Sunday, 2nd October 2016, 00:44 by goodcoolguy
@archaeo: The so-called charms reform was nothing so well-reasoned as "well, spells should not be like equipment for reasons... of design..." It was a bizarre jumble of conflicting commitments. There was talk about how charm-like spells are too cheap mp-wise for some characters, but existing commitments to a spell system where casting costs, spellpower, and failrates are all tied to a single number, the spell level, meant this was an insoluble conundrum. There is absolutely no reason it has to work that way and plenty of reason to think it's not good for it to work this way. There was talk about how max mp costs don't fit the crawl spell model, which again comes down to the same commitments to a particular spell model which does not work especially well. Then there's the fact that there already is equipment that gives you spell effects, e.g. +blink, +inv, rmsl, and spells that already have the quality-of-life persistence supposedly so problematic for every other charm-like, r/dmsl. (Perhaps we should also include -cast among offenders re: spells as equipment, since switching gives you all your spells back.)

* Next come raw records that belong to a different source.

//! Registry: an arena of stores indexed by handle.
//!
//! A deployment environment would hold a pile of independently constructed
//! store instances; the registry makes that ownership explicit. All nodes
//! live in one arena, forks reference parents by [`StoreId`], and the
//! registry outliving its handles means a parent can never be dropped
//! before its forks.

use std::sync::RwLock;

use serde::Serialize;
use tracing::debug;

use forkstore_core::{Cell, CoreError, StoreId};

use crate::error::{Result, StoreError};

/// Result of a traced read: the value plus where it came from.
#[derive(Debug, Clone, PartialEq, Eq)]
pub struct Resolution<V> {
    /// The resolved value.
    pub value: V,
    /// The ancestor whose cell supplied the value.
    pub source: StoreId,
    /// How many parent links the resolver walked (0 = local hit).
    pub depth: u64,
}

/// One node in the arena.
struct Node<V> {
    parent: Option<StoreId>,
    cell: Cell<V>,
}

/// Arena of stores with fork-chain resolution.
///
/// Acyclicity is structural: `fork` only accepts an already-allocated
/// handle, so a node's parent index is always smaller than its own and the
/// resolver walk always terminates.
pub struct Registry<V> {
    inner: RwLock<Vec<Node<V>>>,
}

impl<V: Clone> Registry<V> {
    /// Create an empty registry.
    pub fn new() -> Self {
        Self {
            inner: RwLock::new(Vec::new()),
        }
    }

    /// Allocate a terminal store with an unset cell.
    pub fn base(&self) -> StoreId {
        let mut nodes = self.inner.write().unwrap();
        let id = StoreId::from_index(nodes.len() as u32);
        nodes.push(Node {
            parent: None,
            cell: Cell::unset(),
        });
        debug!(%id, "allocated base store");
        id
    }

    /// Allocate a fork whose reads fall back to `parent`.
    ///
    /// Records the parent handle only; the parent's current value is not
    /// read or copied. Fails with `UnknownHandle` if `parent` was never
    /// allocated by this registry.
    pub fn fork(&self, parent: StoreId) -> Result<StoreId> {
        let mut nodes = self.inner.write().unwrap();
        if parent.as_usize() >= nodes.len() {
            return Err(StoreError::UnknownHandle(parent));
        }
        let id = StoreId::from_index(nodes.len() as u32);
        nodes.push(Node {
            parent: Some(parent),
            cell: Cell::unset(),
        });
        debug!(%id, %parent, "allocated fork");
        Ok(id)
    }

    /// Set a store's cell, overwriting any previous value.
    pub fn write(&self, id: StoreId, value: V) -> Result<()> {
        let mut nodes = self.inner.write().unwrap();
        let node = Self::node_mut(&mut nodes, id)?;
        node.cell.set(value);
        debug!(%id, writes = node.cell.writes(), "wrote store");
        Ok(())
    }

    /// Resolve a store's value, falling back along the parent chain.
    pub fn read(&self, id: StoreId) -> Result<V> {
        let nodes = self.inner.read().unwrap();
        Ok(Self::resolve_in(&nodes, id)?.value)
    }

    /// As [`Registry::read`], but report the source handle and the depth
    /// the resolver walked.
    pub fn resolve(&self, id: StoreId) -> Result<Resolution<V>> {
        let nodes = self.inner.read().unwrap();
        let resolution = Self::resolve_in(&nodes, id)?;
        debug!(
            %id,
            source = %resolution.source,
            depth = resolution.depth,
            "resolved read"
        );
        Ok(resolution)
    }

    /// Resolve, then write, returning the pre-write value.
    ///
    /// The registry write lock is held across the pair, so no other write
    /// can be observed between the read and the write. Fail-fast: if the
    /// chain is fully unset, nothing is written.
    pub fn read_then_write(&self, id: StoreId, value: V) -> Result<V> {
        let mut nodes = self.inner.write().unwrap();
        let previous = Self::resolve_in(&nodes, id)?.value;
        // Handle validity was established by the resolve above.
        nodes[id.as_usize()].cell.set(value);
        debug!(%id, "read-then-write committed");
        Ok(previous)
    }

    /// Number of parent links between `id` and its chain root.
    pub fn depth(&self, id: StoreId) -> Result<u64> {
        let nodes = self.inner.read().unwrap();
        let mut node = Self::node(&nodes, id)?;
        let mut depth = 0;
        while let Some(parent) = node.parent {
            node = &nodes[parent.as_usize()];
            depth += 1;
        }
        Ok(depth)
    }

    /// Number of allocated stores.
    pub fn len(&self) -> usize {
        self.inner.read().unwrap().len()
    }

    /// Whether no store has been allocated.
    pub fn is_empty(&self) -> bool {
        self.len() == 0
    }

    /// Serializable dump of the registry topology and cell state.
    pub fn snapshot(&self) -> Snapshot<V> {
        let nodes = self.inner.read().unwrap();
        let stores = nodes
            .iter()
            .enumerate()
            .map(|(index, node)| SnapshotEntry {
                id: StoreId::from_index(index as u32),
                parent: node.parent,
                value: node.cell.get().cloned(),
                writes: node.cell.writes(),
            })
            .collect();
        Snapshot { stores }
    }

    /// The fork chain resolver: walk from `start` toward the root, first
    /// set cell wins.
    fn resolve_in(nodes: &[Node<V>], start: StoreId) -> Result<Resolution<V>> {
        let mut current = Self::node(nodes, start)?;
        let mut source = start;
        let mut depth = 0;
        loop {
            if let Some(value) = current.cell.get() {
                return Ok(Resolution {
                    value: value.clone(),
                    source,
                    depth,
                });
            }
            match current.parent {
                Some(parent) => {
                    current = &nodes[parent.as_usize()];
                    source = parent;
                    depth += 1;
                }
                None => return Err(CoreError::UnsetValue.into()),
            }
        }
    }

    fn node<'a>(nodes: &'a [Node<V>], id: StoreId) -> Result<&'a Node<V>> {
        nodes
            .get(id.as_usize())
            .ok_or(StoreError::UnknownHandle(id))
    }

    fn node_mut<'a>(nodes: &'a mut [Node<V>], id: StoreId) -> Result<&'a mut Node<V>> {
        nodes
            .get_mut(id.as_usize())
            .ok_or(StoreError::UnknownHandle(id))
    }
}

impl<V: Clone> Default for Registry<V> {
    fn default() -> Self {
        Self::new()
    }
}

/// Serializable registry dump.
#[derive(Debug, Clone, Serialize)]
pub struct Snapshot<V> {
    pub stores: Vec<SnapshotEntry<V>>,
}

/// One store's entry in a [`Snapshot`].
#[derive(Debug, Clone, Serialize)]
pub struct SnapshotEntry<V> {
    pub id: StoreId,
    pub parent: Option<StoreId>,
    pub value: Option<V>,
    pub writes: u64,
}
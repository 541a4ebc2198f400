//! Error types for the forkstore core.

use thiserror::Error;

/// Core errors for value resolution.
///
/// There is exactly one semantic failure in the core: a read walked a fork
/// chain to its root without finding a defined value. No default is ever
/// substituted for it.
#[derive(Debug, Error, Clone, Copy, PartialEq, Eq)]
pub enum CoreError {
    #[error("no value defined anywhere in the chain")]
    UnsetValue,
}

/// Result type for core operations.
pub type Result<T> = std::result::Result<T, CoreError>;
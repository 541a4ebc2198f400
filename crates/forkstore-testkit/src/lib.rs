//! # Forkstore Testkit
//!
//! Testing utilities for forkstore.
//!
//! ## Overview
//!
//! This crate provides:
//!
//! - **Fixtures**: the staged-fork deployment driver that reproduces the
//!   observed deploy / read / read-then-write sequence
//! - **Generators**: proptest strategies for values, topologies, and
//!   operation sequences
//! - **Model**: a naive reference implementation of fork-chain semantics
//!   for differential property tests
//!
//! ## Fixtures
//!
//! ```rust
//! use forkstore_testkit::fixtures::ChainFixture;
//!
//! let mut fixture = ChainFixture::new(1);
//! let f1 = fixture.deploy_fork_of_root(2);
//! assert_eq!(fixture.run_get_then_write(f1).unwrap(), 1);
//! ```
//!
//! ## Property Testing
//!
//! Use the generators with proptest:
//!
//! ```rust,ignore
//! use proptest::prelude::*;
//! use forkstore_testkit::generators::{op_sequence, topology};
//!
//! proptest! {
//!     #[test]
//!     fn registry_matches_model(parents in topology(8), ops in op_sequence(24)) {
//!         // apply ops to a Registry and a ModelChain, compare observations
//!     }
//! }
//! ```

pub mod fixtures;
pub mod generators;
pub mod model;

pub use fixtures::ChainFixture;
pub use generators::{op_sequence, topology, value, Op};
pub use model::ModelChain;
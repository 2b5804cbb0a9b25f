//! huddle - interactive terminal client for the huddle chat server
//!
//! Two tasks share one connection:
//!
//! 1. **Menu**: reads stdin, encodes [`huddle_protocol::Command`]s onto the socket
//! 2. **Response pump**: copies every server line to stdout
//!
//! The client exits when the user picks `0`, stdin ends, or the server
//! closes the connection.

pub mod cli;
pub mod client;
pub mod error;
pub mod menu;

pub use client::{connect, pump_responses, CommandSink};
pub use error::{ClientError, Result};
pub use menu::{Menu, MenuChoice};
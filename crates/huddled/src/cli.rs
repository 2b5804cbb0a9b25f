//! `huddled` command line entry point.
//!
//! # Usage
//!
//! ```bash
//! # Listen on the default 127.0.0.1:8888
//! huddled
//!
//! # Listen on all interfaces, kick sessions after one minute of silence
//! huddled --host 0.0.0.0 --port 9000 --idle-timeout 60
//!
//! # Load a config file, override the port from the environment
//! HUDDLED_PORT=7000 huddled --config ./huddled.toml
//!
//! # Enable debug logging
//! RUST_LOG=huddled=debug huddled
//! ```
//!
//! # Signal Handling
//!
//! - SIGTERM/SIGINT: Graceful shutdown

use std::path::PathBuf;
use std::process;
use std::time::Duration;

use anyhow::{Context, Result};
use clap::Parser;
use tokio_util::sync::CancellationToken;
use tracing::{error, info};
use tracing_subscriber::EnvFilter;

use crate::config::ServerConfig;
use crate::server::ChatServer;

/// huddle chat server
#[derive(Parser, Debug)]
#[command(name = "huddled", version, about)]
pub struct Args {
    /// Host or IP address to bind
    #[arg(long)]
    pub host: Option<String>,

    /// TCP port to bind
    #[arg(short, long)]
    pub port: Option<u16>,

    /// Seconds of silence before a session is kicked
    #[arg(long, value_name = "SECS")]
    pub idle_timeout: Option<u64>,

    /// Path to a TOML config file
    #[arg(short, long, value_name = "FILE")]
    pub config: Option<PathBuf>,
}

impl Args {
    /// Builds the effective configuration: flags over environment over
    /// file over defaults.
    pub fn into_config(self) -> Result<ServerConfig> {
        let mut config = ServerConfig::load(self.config.as_deref())
            .context("Failed to load configuration")?;

        if let Some(host) = self.host {
            config.host = host;
        }
        if let Some(port) = self.port {
            config.port = port;
        }
        if let Some(secs) = self.idle_timeout {
            config.idle_timeout = Duration::from_secs(secs);
        }

        config.validate().context("Invalid configuration")?;
        Ok(config)
    }
}

/// Parses arguments and runs the server until a shutdown signal.
pub fn run() -> Result<()> {
    let args = Args::parse();
    // Installed first so config loading is logged too
    init_tracing()?;
    let config = args.into_config()?;
    run_server(config)
}

/// Installs the global fmt subscriber, filtered by `RUST_LOG`.
fn init_tracing() -> Result<()> {
    tracing_subscriber::fmt()
        .with_env_filter(
            EnvFilter::from_default_env()
                .add_directive("huddled=info".parse()?)
                .add_directive("huddle_protocol=info".parse()?),
        )
        .try_init()
        .map_err(|e| anyhow::anyhow!("Failed to install tracing subscriber: {e}"))
}

#[tokio::main]
async fn run_server(config: ServerConfig) -> Result<()> {
    info!(
        version = env!("CARGO_PKG_VERSION"),
        pid = process::id(),
        "huddled starting"
    );

    let cancel_token = CancellationToken::new();

    let shutdown_token = cancel_token.clone();
    tokio::spawn(async move {
        if let Err(e) = wait_for_shutdown_signal().await {
            error!(error = %e, "Error waiting for shutdown signal");
        }
        info!("Shutdown signal received");
        shutdown_token.cancel();
    });

    let server = ChatServer::bind(config, cancel_token)
        .await
        .context("Failed to start chat server")?;

    if let Err(e) = server.run().await {
        error!(error = %e, "Server error");
        return Err(e.into());
    }

    info!("huddled stopped");
    Ok(())
}

/// Waits for SIGTERM or SIGINT.
async fn wait_for_shutdown_signal() -> Result<()> {
    #[cfg(unix)]
    {
        use tokio::signal::unix::{signal, SignalKind};

        let mut sigterm = signal(SignalKind::terminate())?;
        let mut sigint = signal(SignalKind::interrupt())?;

        tokio::select! {
            _ = sigterm.recv() => info!("Received SIGTERM"),
            _ = sigint.recv() => info!("Received SIGINT"),
        }
    }

    #[cfg(not(unix))]
    {
        tokio::signal::ctrl_c().await?;
        info!("Received Ctrl+C");
    }

    Ok(())
}

#[cfg(test)]
mod tests {
    use super::*;
    use std::io::Write;

    #[test]
    fn test_flags_override_file() {
        let mut file = tempfile::NamedTempFile::new().unwrap();
        writeln!(file, "host = \"0.0.0.0\"\nport = 7000\nidle_timeout_secs = 30").unwrap();

        let args = Args::parse_from([
            "huddled",
            "--config",
            file.path().to_str().unwrap(),
            "--port",
            "9000",
        ]);
        let config = args.into_config().unwrap();

        assert_eq!(config.host, "0.0.0.0");
        assert_eq!(config.port, 9000);
        assert_eq!(config.idle_timeout, Duration::from_secs(30));
    }

    #[test]
    fn test_tracing_is_installed_once() {
        assert!(init_tracing().is_ok());
        assert!(tracing::dispatcher::has_been_set());
        assert!(init_tracing().is_err());
    }

    #[test]
    fn test_zero_idle_timeout_is_rejected() {
        let file = tempfile::NamedTempFile::new().unwrap();
        let args = Args::parse_from([
            "huddled",
            "--config",
            file.path().to_str().unwrap(),
            "--idle-timeout",
            "0",
        ]);
        assert!(args.into_config().is_err());
    }
}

The truth is there are plenty of games with spell models that include persistent effects that cost max mp and they generally work quite well, a hell of a lot better than the crawl model. In a game where you can literally gain spells by putting on certain equipment, some spells really do stay on in the way equipment does, people fill forum threads with earnest posts about how you should recast spells constantly while you explore, "charms reform" was not the right place to put on the fantasy hipster hat insisting on a bright line between equipment and spells that never existed and get all contrary where other games have been successful with a simple, convenient model that could easily be imported to crawl.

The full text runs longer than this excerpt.